//! # waypoint-engine
//!
//! Selection, execution and branch reconciliation of migration units.
//!
//! Build a [`Migrator`] from a [`waypoint_core::Config`], inject the ports you
//! need ([`UnitSource`], [`waypoint_core::LedgerStore`], [`VersionControl`],
//! [`Observer`]) and call one command per instance:
//! [`Migrator::run`], [`Migrator::dry`], [`Migrator::diff`],
//! [`Migrator::sync`] or [`Migrator::post_checkout`].

pub mod branch;
pub mod diff;
pub mod error;
pub mod events;
pub mod migrator;
pub mod runner;
pub mod selector;
pub mod unit;
pub mod vcs;

pub use error::EngineError;
pub use events::{Command, Event, NoopObserver, Observer, SyncStep};
pub use migrator::{Migrator, Preview};
pub use runner::{RunOutcome, Runner};
pub use unit::{CompiledSource, Done, FnUnit, ScriptSource, Unit, UnitFailure, UnitSource};
pub use vcs::{NoVcs, VcsError, VersionControl};
//! `waypoint diff`: show the reconciliation plan between disk and history.

use anyhow::{Context, Result};
use clap::Args;
use colored::Colorize;
use serde::Serialize;

use super::dry::{plan_table, PlanItemJson};
use super::GlobalArgs;

/// Arguments for `waypoint diff`.
#[derive(Args, Debug)]
pub struct DiffArgs {
    /// Emit machine-readable JSON.
    #[arg(long)]
    pub json: bool,
}

#[derive(Serialize)]
struct DiffReportJson {
    env: String,
    plan: Vec<PlanItemJson>,
}

impl DiffArgs {
    pub fn run(self, global: &GlobalArgs) -> Result<()> {
        let config = global.config()?;
        let env = config.env();
        let dir = config.directory();
        let preview = global
            .migrator(config)
            .diff()
            .with_context(|| format!("diff failed for '{}'", dir.display()))?;

        if self.json {
            let payload = DiffReportJson {
                env,
                plan: preview.plan.iter().map(PlanItemJson::from).collect(),
            };
            println!(
                "{}",
                serde_json::to_string_pretty(&payload).context("failed to serialize diff JSON")?
            );
            return Ok(());
        }

        if preview.plan.is_empty() {
            println!("{}", format!("History for '{env}' matches the migrations on disk.").green());
            return Ok(());
        }

        let downs = preview.plan.iter().filter(|i| i.direction.is_down()).count();
        println!(
            "{} to roll back, {} to apply in '{env}':",
            downs,
            preview.plan.len() - downs
        );
        println!("{}", plan_table(&preview.plan));
        Ok(())
    }
}
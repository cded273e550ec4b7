//! `waypoint run`: apply migrations up or down.

use anyhow::{Context, Result};
use clap::Args;

use super::{block_on, GlobalArgs, SelectArgs};

/// Arguments for `waypoint run`.
#[derive(Args, Debug)]
pub struct RunArgs {
    #[command(flatten)]
    pub select: SelectArgs,

    /// Per-migration timeout in seconds.
    #[arg(short, long, value_name = "SECS", allow_negative_numbers = true)]
    pub timeout: Option<i64>,
}

impl RunArgs {
    pub fn run(self, global: &GlobalArgs) -> Result<()> {
        let mut config = global.config()?;
        self.select.apply(&mut config);
        if let Some(secs) = self.timeout {
            config.set_timeout_ms(secs.saturating_mul(1000));
        }

        let migrator = global.migrator(config);
        let outcome = block_on(migrator.run())?;
        outcome.into_result().context("migration run aborted")?;
        Ok(())
    }
}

::::

▶ _TASK OBJECTIVE_
Your answer should consist of the lines from the material that contain "reconciliation".

▶ _WRITTEN SOLUTION_
//! Selection, execution and branch reconciliation of migration units.
//! `waypoint diff`: show the reconciliation plan between disk and history.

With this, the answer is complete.